- _ENTRIES SUPPLIED_:
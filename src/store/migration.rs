//! One-shot upgrade of the legacy monolithic snapshot.
//!
//! Before indexing existed, every record was stored as one JSON array of full
//! objects under the global key. The stored shape itself tells the two layouts
//! apart, so the upgrade is idempotent: once the global key holds IDs, there is
//! nothing left to convert.

use super::index::derive_lists;
use super::keys::KeyLayout;
use super::types::ContentItem;
use super::{ContentStore, StoreError};
use crate::kv::KvStore;
use serde::Deserialize;
use serde_json::Value;
use std::collections::HashSet;
use tokio::sync::MutexGuard;
use tracing::{info, warn};

/// What a list key can hold on disk.
///
/// An empty array reads as an empty ID list. Legacy entries stay raw JSON so
/// one unreadable record cannot hide the rest of the snapshot.
#[derive(Debug, Clone, PartialEq, Deserialize)]
#[serde(untagged)]
pub enum StoredList {
    Ids(Vec<String>),
    Legacy(Vec<Value>),
}

impl StoredList {
    /// Interpret a raw stored value; an absent key is an empty ID list.
    ///
    /// A non-string array counts as a legacy snapshot only when its first
    /// element is an object.
    pub fn parse(raw: Option<&str>) -> Result<Self, serde_json::Error> {
        let Some(raw) = raw else {
            return Ok(StoredList::Ids(Vec::new()));
        };
        let list: Self = serde_json::from_str(raw)?;
        if let StoredList::Legacy(entries) = &list {
            if !entries.first().is_some_and(Value::is_object) {
                return Err(serde::de::Error::custom(
                    "expected an array of ids or of content records",
                ));
            }
        }
        Ok(list)
    }

    #[must_use]
    pub fn is_legacy(&self) -> bool {
        matches!(self, StoredList::Legacy(_))
    }
}

/// The indexed layout derived from a legacy snapshot.
#[derive(Debug, Clone, PartialEq, Eq)]
pub struct MigrationPlan {
    /// Converted IDs in snapshot order
    pub ids: Vec<String>,
    /// Every record, then every status and platform list, then the global list
    pub writes: Vec<(String, String)>,
}

impl MigrationPlan {
    /// Decode each snapshot entry on its own. Entries that do not decode are
    /// logged and left out; duplicate IDs keep their first occurrence.
    pub fn from_snapshot(keys: &KeyLayout, entries: &[Value]) -> Result<Self, StoreError> {
        let mut seen = HashSet::new();
        let mut records = Vec::with_capacity(entries.len());
        for (position, entry) in entries.iter().enumerate() {
            let mut item = match ContentItem::deserialize(entry) {
                Ok(item) => item,
                Err(e) => {
                    warn!(position, error = %e, %entry, "Unreadable legacy record; dropping");
                    continue;
                }
            };
            if item.id.trim().is_empty() {
                warn!("Legacy record without an id; dropping");
                continue;
            }
            if !seen.insert(item.id.clone()) {
                continue;
            }
            item.normalize();
            records.push(item);
        }

        let mut writes = Vec::new();
        for item in &records {
            writes.push((keys.item(&item.id), serde_json::to_string(item)?));
        }
        let mut lists = derive_lists(keys, &records)?;
        // Global list last: until it is rewritten the snapshot is still there
        // and a retry starts over.
        lists.rotate_left(1);
        writes.extend(lists);

        let ids = records.into_iter().map(|item| item.id).collect();
        Ok(Self { ids, writes })
    }
}

impl<K: KvStore> ContentStore<K> {
    /// Convert a stored legacy snapshot now.
    ///
    /// Returns how many records were converted, or `None` when the store is
    /// already in the indexed layout.
    pub async fn migrate_legacy(&self) -> Result<Option<usize>, StoreError> {
        let _gate = self.write_gate.lock().await;
        self.upgrade_global_locked().await
    }

    /// Take the write gate for a mutation.
    ///
    /// A legacy snapshot is converted first, so record reads and index diffs
    /// under the gate always see the indexed layout.
    pub(super) async fn write_lock(&self) -> Result<MutexGuard<'_, ()>, StoreError> {
        let gate = self.write_gate.lock().await;
        self.upgrade_global_locked().await?;
        Ok(gate)
    }

    /// Re-read the global key and convert it if it still holds the legacy
    /// shape. Caller holds the write gate.
    pub(super) async fn upgrade_global_locked(&self) -> Result<Option<usize>, StoreError> {
        let global = self.keys.global();
        let raw = self.kv.get(global).await?;
        match StoredList::parse(raw.as_deref()).map_err(|e| StoreError::corrupt(global, e))? {
            StoredList::Ids(_) => Ok(None),
            StoredList::Legacy(entries) => self.apply_migration_locked(&entries).await.map(Some),
        }
    }

    async fn apply_migration_locked(&self, entries: &[Value]) -> Result<usize, StoreError> {
        let snapshot_len = entries.len();
        let plan = MigrationPlan::from_snapshot(&self.keys, entries)?;
        let converted = plan.ids.len();
        info!(
            records = snapshot_len,
            converted,
            key = self.keys.global(),
            "Migrating legacy content snapshot to indexed layout"
        );
        self.kv.multi_set(plan.writes).await?;
        Ok(converted)
    }
}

- _THE PROBLEM_:
The answer must consist of each line from the data that includes the string "warn".

- _SOLUTION TO THIS PROBLEM_:
use tracing::{info, warn};
                    warn!(position, error = %e, %entry, "Unreadable legacy record; dropping");
                warn!("Legacy record without an id; dropping");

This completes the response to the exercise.